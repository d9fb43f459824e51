//! Depth assignment and occupancy summaries over an in-memory point set.
//!
//! Points are assigned tree depths by simulated octree insertion: each cell
//! of the implicit grid at depth `d` holds up to `capacity` points, and a
//! point descends until it finds a cell with room. Hierarchy queries then
//! count points per depth within recursively split bounds, so hierarchy
//! totals and read-query counts agree for the same window.

use std::collections::HashMap;

use serde_json::{Map, Value};

use crate::bounds::Bounds;
use crate::params::DepthRange;

/// Deepest level the insertion walk will descend to. Beyond this, cells
/// accept points unconditionally (coincident points would otherwise recurse
/// forever).
const MAX_DEPTH: u64 = 48;

/// Per-point depth assignment over a fixed root cube.
#[derive(Debug)]
pub struct Tree {
    bounds: Bounds,
    depths: Vec<u32>,
}

impl Tree {
    /// Assign a depth to every point by capacity-bounded insertion.
    pub fn build(positions: &[[f64; 3]], bounds: Bounds, capacity: usize) -> Tree {
        let capacity = capacity.max(1) as u32;
        let mut occupancy: HashMap<(u32, u64, u64, u64), u32> = HashMap::new();
        let mut depths = Vec::with_capacity(positions.len());

        for p in positions {
            let mut depth = 0u64;
            loop {
                let key = cell(&bounds, *p, depth);
                let count = occupancy.entry(key).or_insert(0);
                if *count < capacity || depth == MAX_DEPTH {
                    *count += 1;
                    depths.push(depth as u32);
                    break;
                }
                depth += 1;
            }
        }

        Tree { bounds, depths }
    }

    pub fn depth(&self, index: usize) -> u64 {
        u64::from(self.depths[index])
    }

    pub fn bounds(&self) -> &Bounds {
        &self.bounds
    }

    /// Occupancy counts for `query_bounds` over `range`, as a JSON tree of
    /// `{"n": count, "<direction>": {...}}` nodes. Returns `Null` when the
    /// window holds no points.
    pub fn hierarchy(
        &self,
        positions: &[[f64; 3]],
        query_bounds: &Bounds,
        range: DepthRange,
        vertical: bool,
    ) -> Value {
        let indices: Vec<usize> = (0..positions.len())
            .filter(|&i| range.contains(self.depth(i)) && query_bounds.contains(positions[i]))
            .collect();

        if indices.is_empty() {
            return Value::Null;
        }

        self.node(positions, *query_bounds, range.begin, range.end, &indices, vertical)
    }

    fn node(
        &self,
        positions: &[[f64; 3]],
        bounds: Bounds,
        level: u64,
        end: u64,
        indices: &[usize],
        vertical: bool,
    ) -> Value {
        let here = indices.iter().filter(|&&i| self.depth(i) == level).count() as u64;

        let mut out = Map::new();
        out.insert("n".to_string(), Value::from(here));

        if level + 1 < end {
            let fan = if vertical { 8 } else { 4 };
            let mut children: Vec<Vec<usize>> = vec![Vec::new(); fan];
            for &i in indices {
                if self.depth(i) > level {
                    children[bounds.child_index(positions[i], vertical)].push(i);
                }
            }
            for (index, deeper) in children.into_iter().enumerate() {
                if !deeper.is_empty() {
                    let token = Bounds::direction_token(index, vertical);
                    let child = bounds.split(index, vertical);
                    out.insert(
                        token.to_string(),
                        self.node(positions, child, level + 1, end, &deeper, vertical),
                    );
                }
            }
        }

        Value::Object(out)
    }
}

/// The implicit grid cell a point occupies at `depth`.
fn cell(bounds: &Bounds, p: [f64; 3], depth: u64) -> (u32, u64, u64, u64) {
    let divisions = 1u64 << depth.min(MAX_DEPTH);
    let axis = |i: usize| -> u64 {
        let span = bounds.max()[i] - bounds.min()[i];
        if span <= 0.0 {
            return 0;
        }
        let norm = (p[i] - bounds.min()[i]) / span;
        ((norm * divisions as f64) as u64).min(divisions - 1)
    };
    (depth as u32, axis(0), axis(1), axis(2))
}

#[cfg(test)]
mod tests {
    use super::*;

    fn cube() -> Bounds {
        Bounds::new([0.0; 3], [16.0; 3])
    }

    fn grid(n: usize) -> Vec<[f64; 3]> {
        // Deterministic spread through the cube.
        (0..n)
            .map(|i| {
                let f = i as f64;
                [
                    (f * 7.3) % 16.0,
                    (f * 3.1) % 16.0,
                    (f * 11.7) % 16.0,
                ]
            })
            .collect()
    }

    #[test]
    fn test_capacity_bounds_each_cell() {
        let points = grid(100);
        let tree = Tree::build(&points, cube(), 8);
        // Depth 0 has a single cell, so at most 8 points live there.
        let at_root = (0..points.len()).filter(|&i| tree.depth(i) == 0).count();
        assert_eq!(at_root, 8);
    }

    #[test]
    fn test_all_points_assigned() {
        let points = grid(500);
        let tree = Tree::build(&points, cube(), 4);
        let total: usize = (0..=MAX_DEPTH)
            .map(|d| (0..points.len()).filter(|&i| tree.depth(i) == d).count())
            .sum();
        assert_eq!(total, points.len());
    }

    #[test]
    fn test_coincident_points_terminate() {
        let points = vec![[1.0, 1.0, 1.0]; 64];
        let tree = Tree::build(&points, cube(), 2);
        // Two per level until the depth cap absorbs the rest.
        assert_eq!((0..points.len()).filter(|&i| tree.depth(i) == 0).count(), 2);
        assert_eq!((0..points.len()).filter(|&i| tree.depth(i) == 1).count(), 2);
        assert!((0..points.len()).all(|i| tree.depth(i) <= MAX_DEPTH));
    }

    #[test]
    fn test_hierarchy_totals_match_depth_counts() {
        let points = grid(300);
        let tree = Tree::build(&points, cube(), 8);
        let range = DepthRange { begin: 0, end: 4 };
        let value = tree.hierarchy(&points, &cube(), range, false);

        fn total(v: &Value) -> u64 {
            match v {
                Value::Object(map) => map
                    .iter()
                    .map(|(k, v)| if k == "n" { v.as_u64().unwrap_or(0) } else { total(v) })
                    .sum(),
                _ => 0,
            }
        }

        let expected = (0..points.len())
            .filter(|&i| range.contains(tree.depth(i)))
            .count() as u64;
        assert_eq!(total(&value), expected);
    }

    #[test]
    fn test_hierarchy_empty_window() {
        let points = grid(10);
        let tree = Tree::build(&points, cube(), 8);
        let far = Bounds::new([100.0; 3], [200.0; 3]);
        let range = DepthRange { begin: 0, end: 2 };
        assert_eq!(tree.hierarchy(&points, &far, range, false), Value::Null);
    }

    #[test]
    fn test_hierarchy_children_are_spatial() {
        let points = vec![[1.0, 1.0, 1.0], [15.0, 15.0, 15.0], [15.0, 1.0, 1.0]];
        let tree = Tree::build(&points, cube(), 1);
        let range = DepthRange { begin: 0, end: 3 };
        let value = tree.hierarchy(&points, &cube(), range, false);
        let map = value.as_object().unwrap();
        // One point fits at the root; the others descend to quadrant keys.
        assert_eq!(map["n"], 1);
        assert!(map.contains_key("ne") || map.contains_key("se"));
    }
}
//! Greyhound point-cloud streaming server.

use std::path::PathBuf;

use anyhow::{Context, Result};
use clap::Parser;
use tracing_subscriber::EnvFilter;

use greyhound_server::{App, Configuration};

/// Streaming point-cloud server
#[derive(Parser, Debug)]
#[command(name = "greyhound", version, about)]
struct Args {
    /// Path to a JSON configuration file
    #[arg(short = 'c', long = "config")]
    config: Option<PathBuf>,

    /// Override the HTTP listen port
    #[arg(short = 'p', long = "port")]
    port: Option<u16>,

    /// Additional search roots for resource resolution
    #[arg(short = 'd', long = "data")]
    data: Vec<PathBuf>,
}

#[tokio::main]
async fn main() -> Result<()> {
    tracing_subscriber::fmt()
        .with_env_filter(EnvFilter::from_default_env())
        .init();

    let args = Args::parse();

    let mut config = match &args.config {
        Some(path) => {
            tracing::info!(path = %path.display(), "using configuration file");
            Configuration::load(Some(path)).context("failed to load configuration")?
        }
        None => {
            tracing::info!("using default configuration");
            Configuration::default()
        }
    };
    if let Some(port) = args.port {
        config.http.port = port;
    }
    config.paths.extend(args.data);

    for path in &config.paths {
        tracing::info!(path = %path.display(), "search root");
    }

    let app = App::start(config)
        .await
        .context("failed to start listeners")?;
    tracing::info!(addr = %app.addr(), "serving");
    tracing::info!("Press Ctrl+C to exit");

    tokio::signal::ctrl_c()
        .await
        .context("failed to wait for Ctrl+C")?;

    tracing::info!("received interrupt signal, shutting down...");
    app.stop().await;
    Ok(())
}
//! URL routing and error normalisation.
//!
//! The route surface is fixed: the four resource endpoints, `GET` only.
//! Errors become HTTP responses here and nowhere else; handlers below this
//! layer only ever return the taxonomy in [`HttpError`].

use std::sync::Arc;

use bytes::Bytes;
use http_body_util::{combinators::UnsyncBoxBody, BodyExt, Full};
use hyper::body::Incoming;
use hyper::header::{HeaderName, HeaderValue};
use hyper::{Method, Request, Response, StatusCode};
use tracing::debug;

use greyhound_core::ParamMap;

use crate::auth::AuthInput;
use crate::error::HttpError;
use crate::manager::Manager;

/// Body error surfaced to hyper; an `Err` frame aborts the connection
/// without a chunked terminator.
pub type BodyError = Box<dyn std::error::Error + Send + Sync>;

pub type ResBody = UnsyncBoxBody<Bytes, BodyError>;

pub fn full_body(bytes: Bytes) -> ResBody {
    Full::new(bytes).map_err(|never| match never {}).boxed_unsync()
}

/// A matched endpoint; `name` may span several path segments.
#[derive(Debug, PartialEq, Eq)]
enum Route<'a> {
    Info(String),
    Hierarchy(String),
    Read(String),
    Files(String, Option<&'a str>),
}

impl Route<'_> {
    fn name(&self) -> &str {
        match self {
            Route::Info(name)
            | Route::Hierarchy(name)
            | Route::Read(name)
            | Route::Files(name, _) => name,
        }
    }
}

fn parse_route<'a>(segments: &[&'a str]) -> Option<Route<'a>> {
    let (&first, rest) = segments.split_first()?;
    if first != "resource" {
        return None;
    }

    let (&last, init) = rest.split_last()?;
    match last {
        "info" if !init.is_empty() => Some(Route::Info(init.join("/"))),
        "hierarchy" if !init.is_empty() => Some(Route::Hierarchy(init.join("/"))),
        "read" if !init.is_empty() => Some(Route::Read(init.join("/"))),
        "files" if !init.is_empty() => Some(Route::Files(init.join("/"), None)),
        _ => {
            // The trailing segment of /resource/{name}/files/{id}.
            let (&verb, name) = init.split_last()?;
            if verb == "files" && !name.is_empty() {
                Some(Route::Files(name.join("/"), Some(last)))
            } else {
                None
            }
        }
    }
}

pub struct Router {
    manager: Arc<Manager>,
}

impl Router {
    pub fn new(manager: Arc<Manager>) -> Router {
        Router { manager }
    }

    pub fn manager(&self) -> &Arc<Manager> {
        &self.manager
    }

    /// Serve one request; never fails, errors become status responses.
    pub async fn route(&self, req: Request<Incoming>) -> Response<ResBody> {
        let mut response = match self.dispatch(&req).await {
            Ok(response) => response,
            Err(e) => {
                debug!(path = %req.uri().path(), error = %e, "request failed");
                error_response(&e)
            }
        };
        self.apply_headers(&mut response);
        response
    }

    async fn dispatch(&self, req: &Request<Incoming>) -> Result<Response<ResBody>, HttpError> {
        let not_found = || HttpError::NotFound("not found".to_string());
        if req.method() != Method::GET {
            return Err(not_found());
        }

        let path = req.uri().path();
        let segments: Vec<&str> = path.split('/').filter(|s| !s.is_empty()).collect();
        let route = parse_route(&segments).ok_or_else(not_found)?;

        let query = req.uri().query().unwrap_or("");
        let params = ParamMap::from_query(query);
        let input = AuthInput {
            headers: req.headers().clone(),
            query: raw_pairs(query),
        };

        let resource = self.manager.get(route.name(), &input).await?;
        match route {
            Route::Info(_) => resource.info().await,
            Route::Hierarchy(_) => resource.hierarchy(&params).await,
            Route::Read(_) => resource.read(&params).await,
            Route::Files(_, segment) => resource.files(&params, segment).await,
        }
    }

    fn apply_headers(&self, response: &mut Response<ResBody>) {
        for (key, value) in self.manager.headers() {
            let (Ok(name), Ok(value)) = (
                HeaderName::try_from(key.as_str()),
                HeaderValue::try_from(value.as_str()),
            ) else {
                continue;
            };
            response.headers_mut().entry(name).or_insert(value);
        }
    }
}

/// Decoded key/value pairs of the raw query string, forwarded upstream by
/// the auth layer.
fn raw_pairs(query: &str) -> Vec<(String, String)> {
    url::form_urlencoded::parse(query.as_bytes())
        .map(|(k, v)| (k.to_string(), v.to_string()))
        .collect()
}

fn error_response(error: &HttpError) -> Response<ResBody> {
    let status = error.status().unwrap_or(StatusCode::INTERNAL_SERVER_ERROR);
    let message = match error {
        HttpError::Disconnected => "Unknown error".to_string(),
        other => other.to_string(),
    };
    let mut response = Response::new(full_body(Bytes::from(message)));
    *response.status_mut() = status;
    response
}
* * *
• [Work order]: When a line of the records includes "depths", that line belongs in the answer.

• [The completed task]:
//! Points are assigned tree depths by simulated octree insertion: each cell
    depths: Vec<u32>,
        let mut depths = Vec::with_capacity(positions.len());
                    depths.push(depth as u32);
        Tree { bounds, depths }
        u64::from(self.depths[index])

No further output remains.